Further, while we don't know how skill training works exactly yet, it is likely you could take skill training multiple times in different skills to get a nice broad horizon.
 

Kobold Avenger said:
They determined Jack of All Trade classes aren't good at anything in the long run.

The Bard is a leader, just like the cleric and the warlord now.

I think the listed the (uncompleted) Druid as a multi-role hybread - but it won't be in the Players Handbook. Donno if that means PH2 or a splatbook.
 

Gargazon said:
I have a question to your question: What do you define a Jack-of-all-trades as?

I guy who has class features from several other classes, but only one or two unique features. A guy who focuses on doing a lot of different things.
 

http://www.wizards.com/default.asp?x=dnd/drdd/20070831a

Mentions the bard in regards to class roles. It has the following quote.

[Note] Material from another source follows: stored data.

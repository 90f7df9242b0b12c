//! lspgen-model - Schema model for protocol metamodel documents
//!
//! This crate provides the read-only data model consumed by the generator:
//! - [`MetaModel`] root aggregate (enumerations, type aliases, carried-through entities)
//! - [`Enumeration`], [`EnumValue`], [`TypeAlias`] entity records
//! - [`TypeRef`] schema type references
//! - [`LoadError`] for documents that are malformed or violate entity invariants

mod error;
mod load;
mod model;

pub use error::{LoadError, LoadResult};
pub use model::{
    EnumLiteral, EnumValue, Enumeration, EnumerationType, MetaData, MetaModel, TypeAlias,
    TypeRef, ValueRepr,
};

/// Prelude module for convenient imports
pub mod prelude {
    pub use crate::{
        EnumLiteral, EnumValue, Enumeration, LoadError, LoadResult, MetaModel, TypeAlias, TypeRef,
        ValueRepr,
    };
}
//! lspgen CLI - Go declaration generator for protocol metamodels
//!
//! Commands:
//! - `lspgen generate` - Render every configured target and write it
//! - `lspgen check` - Load the config and metamodel and render in memory

use std::path::PathBuf;
use std::process::ExitCode;

use clap::{Parser, Subcommand};

mod config;
mod generate;
mod logging;

#[derive(Parser)]
#[command(name = "lspgen")]
#[command(author, version, about = "Generate Go enumerations and type aliases from an LSP metamodel", long_about = None)]
struct Cli {
    /// Increase log verbosity (-v, -vv, -vvv); RUST_LOG overrides
    #[arg(short, long, action = clap::ArgAction::Count, global = true)]
    verbose: u8,

    #[command(subcommand)]
    command: Commands,
}

#[derive(Subcommand)]
enum Commands {
    /// Render every target and write the Go source files
    Generate {
        /// Path to lspgen.toml (default: ./lspgen.toml)
        #[arg(short, long)]
        config: Option<PathBuf>,

        /// Metamodel JSON, overriding the configured one
        #[arg(short, long)]
        model: Option<PathBuf>,

        /// Output directory, overriding the configured one
        #[arg(short, long)]
        output_dir: Option<PathBuf>,

        /// Write rendered source without running gofmt
        #[arg(long)]
        no_format: bool,

        /// Continue with remaining targets after a target fails
        #[arg(long)]
        keep_going: bool,
    },

    /// Validate the config and metamodel without writing files
    Check {
        /// Path to lspgen.toml (default: ./lspgen.toml)
        #[arg(short, long)]
        config: Option<PathBuf>,

        /// Metamodel JSON, overriding the configured one
        #[arg(short, long)]
        model: Option<PathBuf>,
    },
}

fn main() -> anyhow::Result<ExitCode> {
    let cli = Cli::parse();
    logging::init_logging(cli.verbose);

    match cli.command {
        Commands::Generate {
            config,
            model,
            output_dir,
            no_format,
            keep_going,
        } => generate::run(&generate::GenerateArgs {
            config,
            model,
            output_dir,
            no_format,
            keep_going,
        }),
        Commands::Check { config, model } => generate::check(config, model),
    }
}
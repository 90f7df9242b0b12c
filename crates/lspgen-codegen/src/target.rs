//! Render target definitions

use std::path::{Path, PathBuf};

use serde::{Deserialize, Serialize};

use crate::error::{RenderError, RenderResult};
use crate::naming::is_package_name;

/// How enumeration constants are named inside the package scope
#[derive(Debug, Clone, Copy, Default, PartialEq, Eq, Serialize, Deserialize)]
#[serde(rename_all = "snake_case")]
pub enum Scoping {
    /// Constants use the value's own exported name; any clash fails the target
    #[default]
    Flat,

    /// Constants are prefixed with their enumeration's exported name
    Qualified,
}

/// An entity collection a target renders
#[derive(Debug, Clone, Copy, PartialEq, Eq, Serialize, Deserialize)]
#[serde(rename_all = "snake_case")]
pub enum Section {
    Enumerations,
    TypeAliases,
}

/// One named generation job producing one Go source file
#[derive(Debug, Clone, PartialEq, Serialize, Deserialize)]
pub struct RenderTarget {
    /// Target name, also the output file name
    pub name: String,

    /// Go package clause
    #[serde(default = "default_package")]
    pub package: String,

    #[serde(default)]
    pub scoping: Scoping,

    /// Sections to render, in output order
    #[serde(default = "default_sections")]
    pub sections: Vec<Section>,

    /// Whether entries marked `proposed` are rendered
    #[serde(default = "default_include_proposed")]
    pub include_proposed: bool,
}

fn default_package() -> String {
    "lsp".to_string()
}

fn default_sections() -> Vec<Section> {
    vec![Section::Enumerations, Section::TypeAliases]
}

fn default_include_proposed() -> bool {
    true
}

impl RenderTarget {
    /// Create a target with default settings
    pub fn new(name: impl Into<String>) -> Self {
        Self {
            name: name.into(),
            package: default_package(),
            scoping: Scoping::default(),
            sections: default_sections(),
            include_proposed: default_include_proposed(),
        }
    }

    pub fn with_package(mut self, package: impl Into<String>) -> Self {
        self.package = package.into();
        self
    }

    pub fn with_scoping(mut self, scoping: Scoping) -> Self {
        self.scoping = scoping;
        self
    }

    pub fn with_sections(mut self, sections: Vec<Section>) -> Self {
        self.sections = sections;
        self
    }

    pub fn with_proposed(mut self, include_proposed: bool) -> Self {
        self.include_proposed = include_proposed;
        self
    }

    /// Path of the file this target writes under `output_dir`
    pub fn output_path(&self, output_dir: &Path) -> PathBuf {
        output_dir.join(&self.name)
    }

    /// Check the target can produce a well-formed file
    pub fn validate(&self) -> RenderResult<()> {
        let invalid = |reason: String| RenderError::InvalidTarget {
            target: self.name.clone(),
            reason,
        };

        if self.name.is_empty() || self.name == "." || self.name == ".." {
            return Err(invalid("name must be a file name".to_string()));
        }
        if self.name.contains(['/', '\\']) {
            return Err(invalid("name must not contain path separators".to_string()));
        }
        if !is_package_name(&self.package) {
            return Err(invalid(format!(
                "package {:?} is not a valid Go package name",
                self.package
            )));
        }
        for (index, section) in self.sections.iter().enumerate() {
            if self.sections[..index].contains(section) {
                return Err(invalid(format!("section {section:?} listed twice")));
            }
        }

        Ok(())
    }
}
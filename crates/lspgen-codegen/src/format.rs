//! External source formatting services.
//!
//! The generator treats the Go pretty-printer as a stateless service: one
//! call per output unit, raw text in, canonical text or an error out.

use std::io::Write;
use std::path::PathBuf;
use std::process::{Command, Stdio};

use tracing::debug;

use crate::error::FormatError;

/// A service that canonically formats generated source
pub trait SourceFormatter {
    /// Short name for log messages
    fn name(&self) -> &str;

    /// Format `source`, or explain why it cannot be formatted
    fn format(&self, source: &str) -> Result<String, FormatError>;
}

/// Formats Go source by piping it through `gofmt`
#[derive(Debug, Clone)]
pub struct Gofmt {
    program: PathBuf,
    program_name: String,
}

impl Default for Gofmt {
    fn default() -> Self {
        Self::with_program("gofmt")
    }
}

impl Gofmt {
    pub fn new() -> Self {
        Self::default()
    }

    /// Use a specific formatter executable that reads stdin and writes stdout
    pub fn with_program(program: impl Into<PathBuf>) -> Self {
        let program = program.into();
        let program_name = program.display().to_string();
        Self {
            program,
            program_name,
        }
    }
}

impl SourceFormatter for Gofmt {
    fn name(&self) -> &str {
        &self.program_name
    }

    fn format(&self, source: &str) -> Result<String, FormatError> {
        let mut child = Command::new(&self.program)
            .stdin(Stdio::piped())
            .stdout(Stdio::piped())
            .stderr(Stdio::piped())
            .spawn()
            .map_err(|source| FormatError::Unavailable {
                program: self.program_name.clone(),
                source,
            })?;

        let io_error = |source: std::io::Error| FormatError::Io {
            program: self.program_name.clone(),
            source,
        };

        let mut stdin = child
            .stdin
            .take()
            .ok_or_else(|| io_error(std::io::Error::other("stdin was not captured")))?;

        // Feed stdin from a second thread so a large file cannot deadlock on a full pipe.
        let (written, output) = std::thread::scope(|scope| {
            let writer = scope.spawn(move || stdin.write_all(source.as_bytes()));
            let output = child.wait_with_output();
            (writer.join(), output)
        });
        let output = output.map_err(io_error)?;

        if !output.status.success() {
            let stderr = String::from_utf8_lossy(&output.stderr).trim().to_string();
            let message = if stderr.is_empty() {
                format!("exited with {}", output.status)
            } else {
                stderr
            };
            return Err(FormatError::Rejected {
                program: self.program_name.clone(),
                message,
            });
        }

        match written {
            Ok(result) => result.map_err(io_error)?,
            Err(_) => return Err(io_error(std::io::Error::other("stdin writer panicked"))),
        }

        debug!(program = %self.program_name, bytes = output.stdout.len(), "formatted source");
        String::from_utf8(output.stdout).map_err(|_| FormatError::InvalidOutput {
            program: self.program_name.clone(),
        })
    }
}

/// Leaves source untouched; never fails
#[derive(Debug, Clone, Copy, Default)]
pub struct Unformatted;

impl SourceFormatter for Unformatted {
    fn name(&self) -> &str {
        "none"
    }

    fn format(&self, source: &str) -> Result<String, FormatError> {
        Ok(source.to_string())
    }
}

When the bard enters the 4th Edition stage, she’ll have class features and powers that help her fill what we call the Leader role. As a character whose songs help allies fight better and recover hit points, the bard is most likely to fit into a player character group that doesn’t have a cleric, the quintessential divine leader.
In fact that article has a bunch of reasons why they won't try for jack-of-all-trades classes again. They may try hybrids, since that's sort of like multi-classing in that a hybrid class can only do one thing or another from round to round.
 

I should explain, part of the reason I like Jack's so much is that my group is small, usually 2 - 3 players. With that size of party you need characters that fill multiple roles. Also, while a jack may not focus in any one thing, a small party means characters that are higher level than the CR (or whatever) of the enemies and tasks they face. In that kind of situation they have more of an ability to fill multiple roles.
 

invokethehojo said:
I guy who has class features from several other classes, but only one or two unique features. A guy who focuses on doing a lot of different things.

Like the old joke about the management consultant "let's concentrate our resources across the board!"